Naval military helicopter

The Kamov Ka-27 (NATO reporting name 'Helix') is a military helicopter developed for the Soviet Navy, and as of 2024 is in service in various countries including Russia, Ukraine, Vietnam, China, South Korea, and India. Variants include the Ka-29 assault transport, the Ka-28 downgraded export version, and the Ka-32 for civilian use.

==Design and development==
The helicopter was developed for ferrying and anti-submarine warfare. Design work began in 1969 and the first prototype flew in 1973. It was intended to replace the decade-old Kamov Ka-25, and had to have identical or smaller external dimensions than its predecessor. Like other Kamov military helicopters it has coaxial rotors, removing the need for a tail rotor. In total, five prototypes and pre-series helicopters were built. Series production started at Kumertau in July 1979, and the new helicopter officially entered service with the Soviet Navy in April 1981.
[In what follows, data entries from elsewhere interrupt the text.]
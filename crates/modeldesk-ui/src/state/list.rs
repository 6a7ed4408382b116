//! List page of one model

use crate::context::AppContext;
use crate::notifications::Notifications;
use crate::state::Generation;
use chrono::Utc;
use futures_signals::signal::Mutable;
use futures_signals::signal_vec::MutableVec;
use modeldesk_client::ConsoleApi;
use modeldesk_core::query::Filters;
use modeldesk_core::schema::{display_key, interpret, visible_columns};
use modeldesk_core::{
	ActionGuard, CountCache, CountState, ModelViewOptions, Pagination, Permissions, QueryState, RenderedCell,
	SearchParams, ViewOptionStore, render_cell,
};
use modeldesk_types::{ConsoleError, ConsoleResult, Item, ItemRef, SchemaView, item_id};
use serde_json::Value;
use std::sync::Arc;
use std::sync::atomic::{AtomicUsize, Ordering};

use super::session::SessionState;

/// Loading phase of a model mount
#[derive(Debug, Clone, Copy, Default, PartialEq, Eq)]
pub enum ListPhase {
	#[default]
	Uninitialized,
	FetchingSchema,
	/// Schema known, first page requested
	Listing,
	Ready,
}

/// What the table body shows
#[derive(Debug, Clone, Copy, PartialEq, Eq)]
pub enum DisplayState {
	Loading,
	Empty,
	/// Number of rows on the page
	Rows(usize),
}

/// One table row ready for rendering
#[derive(Debug, Clone, PartialEq)]
pub struct RenderedRow {
	pub id: Option<u64>,
	/// Identity fields joined for titles and confirmations
	pub key: String,
	/// `(column name, cell)` in column order
	pub cells: Vec<(String, RenderedCell)>,
}

/// List view state for one model at a time
///
/// Mounting another model resets keyword, filters, rows and count before the
/// new schema is requested.
pub struct ModelListState {
	/// Loaded model name
	pub model: Mutable<Option<String>>,
	pub phase: Mutable<ListPhase>,
	/// Set while any list request is pending
	pub loading: Mutable<bool>,
	/// Interpreted schema of the loaded model
	pub view: Mutable<Option<Arc<SchemaView>>>,
	/// Stored preferences of the loaded model
	pub options: Mutable<ModelViewOptions>,
	/// Parameters of the page URL
	pub params: Mutable<SearchParams>,
	pub keyword: Mutable<String>,
	pub filters: Mutable<Filters>,
	/// Query of the last list request
	pub query: Mutable<Option<QueryState>>,
	pub items: MutableVec<Item>,
	pub count: Mutable<CountState>,
	pub permissions: Mutable<Permissions>,
	/// Last load error
	pub error: Mutable<Option<String>>,
	pub delete_action: ActionGuard,
	count_cache: parking_lot::Mutex<CountCache>,
	/// Bumped by model switches
	schema_generation: Generation,
	/// Bumped by model switches and list requests
	generation: Generation,
	/// List requests awaiting a response, stale ones included
	pending: AtomicUsize,
	api: Arc<dyn ConsoleApi>,
	preferences: ViewOptionStore,
	notifications: Notifications,
	session: Arc<SessionState>,
}

impl ModelListState {
	pub fn new(ctx: &AppContext) -> Arc<Self> {
		Arc::new(Self {
			model: Mutable::new(None),
			phase: Mutable::new(ListPhase::Uninitialized),
			loading: Mutable::new(false),
			view: Mutable::new(None),
			options: Mutable::new(ModelViewOptions::default()),
			params: Mutable::new(SearchParams::default()),
			keyword: Mutable::new(String::new()),
			filters: Mutable::new(Filters::new()),
			query: Mutable::new(None),
			items: MutableVec::new(),
			count: Mutable::new(CountState::Unknown),
			permissions: Mutable::new(Permissions::default()),
			error: Mutable::new(None),
			delete_action: ActionGuard::new("delete"),
			count_cache: parking_lot::Mutex::new(CountCache::new()),
			schema_generation: Generation::default(),
			generation: Generation::default(),
			pending: AtomicUsize::new(0),
			api: Arc::clone(ctx.api()),
			preferences: ctx.preferences().clone(),
			notifications: ctx.notifications().clone(),
			session: Arc::clone(ctx.session()),
		})
	}

	fn model_name(&self) -> ConsoleResult<String> {
		self.model
			.get_cloned()
			.ok_or_else(|| ConsoleError::NoSchema("no model is mounted".to_string()))
	}

	/// Applies the page URL parameters
	///
	/// A new model name triggers a schema fetch before the list; otherwise
	/// only the list is reloaded.
	pub async fn mount(&self, params: SearchParams) -> ConsoleResult<()> {
		let Some(model) = params.name.clone() else {
			return Err(ConsoleError::InvalidInput("missing model name".to_string()));
		};
		let changed =
			self.model.lock_ref().as_deref() != Some(model.as_str()) || self.view.lock_ref().is_none();
		self.params.set(params);
		if changed && !self.switch_model(&model).await? {
			return Ok(());
		}
		self.load().await
	}

	/// Resets the state for `model` and loads its schema; `false` when a
	/// newer mount superseded this one
	async fn switch_model(&self, model: &str) -> ConsoleResult<bool> {
		let generation = self.schema_generation.next();
		self.generation.next();
		tracing::debug!(model = %model, generation, "mounting model");

		self.model.set(Some(model.to_string()));
		self.options.set(self.preferences.get(model));
		self.keyword.set(String::new());
		self.filters.set(Filters::new());
		self.items.lock_mut().clear();
		self.count_cache.lock().reset();
		self.count.set(CountState::Unknown);
		self.query.set(None);
		self.view.set(None);
		self.error.set(None);
		self.phase.set(ListPhase::FetchingSchema);

		let result = self.api.schema(model).await;
		if !self.schema_generation.is_current(generation) {
			tracing::debug!(model = %model, generation, "dropping stale schema response");
			return Ok(false);
		}
		match result {
			Ok(view) => {
				let view = interpret(view, Utc::now());
				self.permissions.set(self.session.permissions(&view));
				self.view.set(Some(Arc::new(view)));
				self.phase.set(ListPhase::Listing);
				Ok(true)
			}
			Err(err) => {
				self.phase.set(ListPhase::Uninitialized);
				self.error.set(Some(err.to_string()));
				self.notifications.error(err.to_string());
				Err(err)
			}
		}
	}

	/// Fetches the current page
	///
	/// The count is requested only while it is unknown for the current
	/// keyword, filters and sort. While a schema is being fetched nothing is
	/// requested; the pending mount loads with the latest inputs.
	pub async fn load(&self) -> ConsoleResult<()> {
		let model = self.model_name()?;
		if self.phase.get() == ListPhase::FetchingSchema {
			tracing::debug!(model = %model, "schema pending, list load deferred");
			return Ok(());
		}
		let query = QueryState::derive(
			&self.params.lock_ref(),
			&self.options.lock_ref(),
			&self.keyword.lock_ref(),
			&self.filters.lock_ref(),
		);
		let with_count = self.count_cache.lock().observe(query.count_key());
		if with_count {
			self.count.set(CountState::Unknown);
		}
		let generation = self.generation.next();
		tracing::debug!(model = %model, page = query.page, sort = %query.sort, with_count, generation, "loading list");

		self.pending.fetch_add(1, Ordering::SeqCst);
		self.loading.set(true);
		self.query.set(Some(query.clone()));
		let result = self.api.list(&query.to_list_params(&model, with_count)).await;
		if self.pending.fetch_sub(1, Ordering::SeqCst) == 1 {
			self.loading.set(false);
		}
		if !self.generation.is_current(generation) {
			tracing::debug!(model = %model, generation, "dropping stale list response");
			return Ok(());
		}

		match result {
			Ok(response) => {
				if with_count {
					let mut cache = self.count_cache.lock();
					cache.record(CountState::from_response(response.count));
					self.count.set(cache.state());
				}
				self.items.lock_mut().replace_cloned(response.items);
				self.error.set(None);
				self.phase.set(ListPhase::Ready);
				Ok(())
			}
			Err(err) => {
				self.error.set(Some(err.to_string()));
				self.phase.set(ListPhase::Ready);
				self.notifications.error(err.to_string());
				Err(err)
			}
		}
	}

	pub fn display_state(&self) -> DisplayState {
		if self.loading.get() || self.phase.get() != ListPhase::Ready {
			return DisplayState::Loading;
		}
		match self.items.lock_ref().len() {
			0 => DisplayState::Empty,
			n => DisplayState::Rows(n),
		}
	}

	/// Cycles the sort of `field` and reloads from the first page
	pub async fn toggle_sort(&self, field: &str) -> ConsoleResult<()> {
		let model = self.model_name()?;
		let current = self.query.lock_ref().as_ref().map(|q| q.sort.clone());
		let next = modeldesk_core::toggle_sort(current.as_deref(), field);
		tracing::debug!(model = %model, field = %field, sort = ?next, "sort toggled");

		let mut options = self.options.get_cloned();
		options.order_by = next.clone().unwrap_or_default();
		self.save_options(&model, options);
		{
			let mut params = self.params.lock_mut();
			params.sort = next;
			params.page = Some(1);
		}
		self.load().await
	}

	pub async fn set_page(&self, page: u64) -> ConsoleResult<()> {
		self.params.lock_mut().page = Some(page.max(1));
		self.load().await
	}

	/// Stores a new page size and reloads from the first page
	pub async fn set_page_size(&self, limit: u64) -> ConsoleResult<()> {
		let model = self.model_name()?;
		let limit = limit.max(1);
		match self.preferences.set_limit(&model, limit) {
			Ok(options) => self.options.set(options),
			Err(err) => {
				self.report_preference_error(err);
				self.options.lock_mut().limit = limit;
			}
		}
		{
			let mut params = self.params.lock_mut();
			params.limit = Some(limit);
			params.page = Some(1);
		}
		self.load().await
	}

	/// Shows or hides a column; no reload
	pub fn toggle_column(&self, column: &str) -> ConsoleResult<()> {
		let model = self.model_name()?;
		let options = self.preferences.toggle_column(&model, column)?;
		self.options.set(options);
		Ok(())
	}

	pub async fn set_keyword(&self, keyword: &str) -> ConsoleResult<()> {
		self.keyword.set(keyword.to_string());
		self.params.lock_mut().page = Some(1);
		self.load().await
	}

	/// Sets one filter; a blank value clears it
	pub async fn set_filter(&self, name: &str, value: Value) -> ConsoleResult<()> {
		{
			let mut filters = self.filters.lock_mut();
			if value.is_null() || value.as_str().is_some_and(|s| s.trim().is_empty()) {
				filters.remove(name);
			} else {
				filters.insert(name.to_string(), value);
			}
		}
		self.params.lock_mut().page = Some(1);
		self.load().await
	}

	pub async fn clear_filters(&self) -> ConsoleResult<()> {
		self.filters.set(Filters::new());
		self.params.lock_mut().page = Some(1);
		self.load().await
	}

	/// Deletes a record and removes it from the page once the server
	/// confirms; the list is not refetched
	pub async fn delete(&self, id: u64) -> ConsoleResult<()> {
		let model = self.model_name()?;
		let item = ItemRef::new(&model, id);
		let generation = self.schema_generation.current();
		match self.delete_action.run(self.api.delete(&item)).await {
			Ok(()) => {
				let still_mounted = self.schema_generation.is_current(generation)
					&& self.model.lock_ref().as_deref() == Some(model.as_str());
				if !still_mounted {
					tracing::debug!(model = %model, id, "model switched during delete, rows left as is");
					self.notifications.success("Delete successfully");
					return Ok(());
				}
				let removed = {
					let mut items = self.items.lock_mut();
					let before = items.len();
					items.retain(|item| item_id(item) != Some(id));
					before - items.len()
				};
				if removed > 0 {
					let mut count = self.count.lock_mut();
					if let CountState::Known(n) = *count {
						*count = CountState::Known(n.saturating_sub(removed as u64));
					}
				}
				tracing::debug!(model = %model, id, removed, "record deleted");
				self.notifications.success("Delete successfully");
				Ok(())
			}
			Err(err) => {
				self.notifications.error(err.to_string());
				Err(err)
			}
		}
	}

	/// Page links for the current page; `None` while the count is unknown
	pub fn pagination(&self) -> Option<Pagination> {
		let total = self.count.get().known()?;
		let query = self.query.lock_ref();
		let query = query.as_ref()?;
		Some(Pagination::new(query.limit, query.page, total))
	}

	/// Names of the columns currently shown
	pub fn columns(&self) -> Vec<String> {
		let Some(view) = self.view.get_cloned() else {
			return Vec::new();
		};
		let options = self.options.lock_ref();
		visible_columns(&view, &options.hidden_columns)
			.iter()
			.map(|column| column.name().to_string())
			.collect()
	}

	/// Rows of the current page rendered for the visible columns
	pub fn rows(&self) -> Vec<RenderedRow> {
		let Some(view) = self.view.get_cloned() else {
			return Vec::new();
		};
		let options = self.options.lock_ref();
		let columns = visible_columns(&view, &options.hidden_columns);
		self.items
			.lock_ref()
			.iter()
			.map(|item| RenderedRow {
				id: item_id(item),
				key: display_key(&view, item),
				cells: columns
					.iter()
					.map(|column| {
						(
							column.name().to_string(),
							render_cell(column.schema, item.get(column.name())),
						)
					})
					.collect(),
			})
			.collect()
	}

	fn save_options(&self, model: &str, options: ModelViewOptions) {
		if let Err(err) = self.preferences.set(model, &options) {
			self.report_preference_error(err);
		}
		self.options.set(options);
	}

	fn report_preference_error(&self, err: modeldesk_core::PreferenceError) {
		tracing::warn!(error = %err, "failed to store view options");
		self.notifications.error(ConsoleError::from(err).to_string());
	}
}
The Ka-27 has a crew of three with a pilot and navigator both stationed in the cockpit, and a sonar operator seated behind them. It has a four-leg fixed landing gear. The Ka-27 is equipped with two lateral buoys, that can be inflated in the case of a forced landing on water.

The Ka-27PL anti-submarine version is equipped with a radar, and either a dipping sonar or a magnetic anomaly detector. It can also carry either up to 36 sonobuoys, or a torpedo, or between six and eight conventional depth charges, or a single nuclear one. Ka-27PLs generally operate in pairs as hunter-killer teams.

The Ka-27PS search and rescue helicopter can carry 12 folding seats or four stretchers in its cabin, and is equipped with a 300 kg winch. Its fuel capacity of 3450 L is greater than the 2940 L capacity of the Ka-27PL.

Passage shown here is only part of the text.